Either way, this shift is impacting healthcare in more ways than one. Our traditional notions of how we deliver and receive care, research and predict outcomes is becoming more, and more aligned with technologies such as artificial intelligence and cloud computing. What’s driving this shift is the realization that by embracing advances in technology, we can improve the quality of care we deliver in areas such as telemedicine and the use of machine learning, predictive analytics, and prescriptive analytics in research to cure and prevent diseases such as cancer. Of course, the Health Insurance Portability and Accountability Act (HIPAA) protections apply in this context. But what about the consumer market where companies not covered by HIPAA are developing products that collect personal information?
Today, companies are developing products for the consumer market that would have been unimaginable just a few years ago. Microsoft filed over 70 patents related to healthcare in the last 5 years. During this time, there has been an explosion of consumer products, apps and devices to which HIPAA protections do not apply, collecting health information (such as fitness and health monitoring devices). Apple recently launched the Apple Records feature, allowing users to store their medical records on their smart phones. And then there’s Amazon who has impacted the supply chain by offering lower cost medical supplies to hospitals and clinics, and also entered into an agreement to acquire the on-line pharmacy “pill-pack” in June.

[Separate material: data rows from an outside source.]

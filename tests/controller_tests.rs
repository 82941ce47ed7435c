use quiz_forge::controller::{Grade, QuizController, QuizState};
use quiz_forge::error::{GenerationError, QuizError};
use quiz_forge::question::Question;

fn questions(correct: &[usize]) -> Vec<Question> {
    correct
        .iter()
        .enumerate()
        .map(|(i, &c)| Question {
            question_text: format!("Q{}", i),
            options: vec!["w".into(), "x".into(), "y".into(), "z".into()],
            correct_answer_index: c,
            explanation: format!("Answer is option {}", c),
        })
        .collect()
}

fn taking(correct: &[usize]) -> QuizController {
    let mut c = QuizController::new();
    c.begin_generation("context").unwrap();
    c.complete_generation(Ok(questions(correct))).unwrap();
    assert_eq!(c.state(), QuizState::Taking);
    c
}

#[test]
fn answering_only_touches_one_slot() {
    let mut c = taking(&[0, 1, 2]);
    c.select_answer(1, 3).unwrap();
    assert_eq!(c.answers(), &[None, Some(3usize), None][..]);

    c.select_answer(1, 1).unwrap();
    assert_eq!(c.answers(), &[None, Some(1usize), None][..]);
}

#[test]
fn out_of_range_selections_are_rejected() {
    let mut c = taking(&[0, 1]);
    assert_eq!(
        c.select_answer(2, 0),
        Err(QuizError::QuestionOutOfRange { index: 2, len: 2 })
    );
    assert_eq!(
        c.select_answer(0, 4),
        Err(QuizError::OptionOutOfRange { index: 0, option: 4 })
    );
    assert!(c.answers().iter().all(Option::is_none));
}

#[test]
fn submit_requires_every_answer() {
    let mut c = taking(&[0, 1, 2]);
    c.select_answer(0, 0).unwrap();
    assert_eq!(c.submit(), Err(QuizError::Incomplete { unanswered: 2 }));
    assert_eq!(c.state(), QuizState::Taking);
}

#[test]
fn perfect_and_partial_scores() {
    let mut c = taking(&[0, 1, 2, 3, 0]);
    for (i, option) in [0, 1, 2, 3, 0].into_iter().enumerate() {
        c.select_answer(i, option).unwrap();
    }
    let score = c.submit().unwrap();
    assert_eq!((score.correct, score.total, score.percentage()), (5, 5, 100));
    assert_eq!(score.grade(), Grade::Strong);
    assert_eq!(c.state(), QuizState::Results);

    let mut c = taking(&[0, 1, 2]);
    for i in 0..3 {
        c.select_answer(i, 1).unwrap();
    }
    let score = c.submit().unwrap();
    assert_eq!((score.correct, score.percentage()), (1, 33));
    assert_eq!(score.grade(), Grade::Weak);
}

#[test]
fn all_wrong_scores_zero() {
    let mut c = taking(&[0, 1, 2, 3]);
    for i in 0..4 {
        c.select_answer(i, (i + 1) % 4).unwrap();
    }
    let score = c.submit().unwrap();
    assert_eq!((score.correct, score.total, score.percentage()), (0, 4, 0));
    assert_eq!(score.grade(), Grade::Weak);
    assert!(c.review().iter().all(|r| !r.is_correct));
}

#[test]
fn answers_are_frozen_after_submit() {
    let mut c = taking(&[0]);
    c.select_answer(0, 0).unwrap();
    c.submit().unwrap();
    assert!(matches!(
        c.select_answer(0, 1),
        Err(QuizError::InvalidTransition { state: "results", .. })
    ));
    assert!(c.submit().is_err());
}

#[test]
fn empty_question_list_returns_to_idle_with_message() {
    let mut c = QuizController::new();
    c.begin_generation("context").unwrap();
    c.complete_generation(Ok(vec![])).unwrap();

    assert_eq!(c.state(), QuizState::Idle);
    assert_eq!(
        c.error(),
        Some("The AI couldn't generate a quiz from the provided text. Please try with a different text or file.")
    );
    assert!(c.questions().is_empty());
}

#[test]
fn generation_error_is_wrapped() {
    let mut c = QuizController::new();
    c.begin_generation("context").unwrap();
    c.complete_generation(Err(GenerationError::Backend {
        status: 500,
        message: "Failed to generate quiz from AI: timeout".into(),
    }))
    .unwrap();

    assert_eq!(c.state(), QuizState::Idle);
    assert_eq!(
        c.error(),
        Some("Failed to generate quiz. Failed to generate quiz from AI: timeout")
    );
}

#[test]
fn completing_outside_generating_is_rejected() {
    let mut c = QuizController::new();
    assert!(matches!(
        c.complete_generation(Ok(questions(&[0]))),
        Err(QuizError::InvalidTransition { state: "idle", .. })
    ));
}

#[test]
fn reset_works_from_every_state() {
    let mut c = QuizController::new();
    c.reset();
    assert_eq!(c.state(), QuizState::Idle);

    c.begin_generation("context").unwrap();
    c.reset();
    assert_eq!(c.state(), QuizState::Idle);

    let mut c = taking(&[0, 1]);
    c.select_answer(0, 0).unwrap();
    c.reset();
    assert_eq!(c.state(), QuizState::Idle);
    assert!(c.questions().is_empty());
    assert!(c.answers().is_empty());

    let mut c = taking(&[0]);
    c.select_answer(0, 0).unwrap();
    c.submit().unwrap();
    c.reset();
    assert_eq!(c.state(), QuizState::Idle);
    assert_eq!(c.error(), None);
}

#[test]
fn review_lists_every_question_in_order() {
    let mut c = taking(&[2, 3]);
    c.select_answer(0, 2).unwrap();
    c.select_answer(1, 0).unwrap();
    c.submit().unwrap();

    let review = c.review();
    assert_eq!(review.len(), 2);
    assert_eq!(review[0].question.question_text, "Q0");
    assert!(review[0].is_correct);
    assert!(!review[1].is_correct);
    assert_eq!(review[1].question.correct_option(), "z");
}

These apps, services and connected devices collect, transmit, store, and potentially share vast amounts of consumer data, some of it is highly personal raising new concerns about the nature of privacy and the means by which individual privacy might be compromised or protected. We’ve entered into a whole new world intersecting the regulated Protected Health Information (PHI) world with non-regulated PHI world. Data from these devices should not be usable by insurers to set health, life, car, or other premiums, impact employment decisions, credit decisions, housing decisions, or other areas of public life. California recently passed a strict data protection regulation and it is anticipated that other states will follow suit and tighten up their rules on data protection as well.
We are in the midst of the fourth Industrial Revolution, a profound shift which is fundamentally altering the way we live, interact, and perform our jobs every day, at a pace far more furious than revolutions of the past, and there doesn’t appear to be any Federal mandate similar to GDPR in the US on the horizon. Unlike the EUs GDPR, the US has fallen short of committing to a similar Federal mandate since the Obama administration.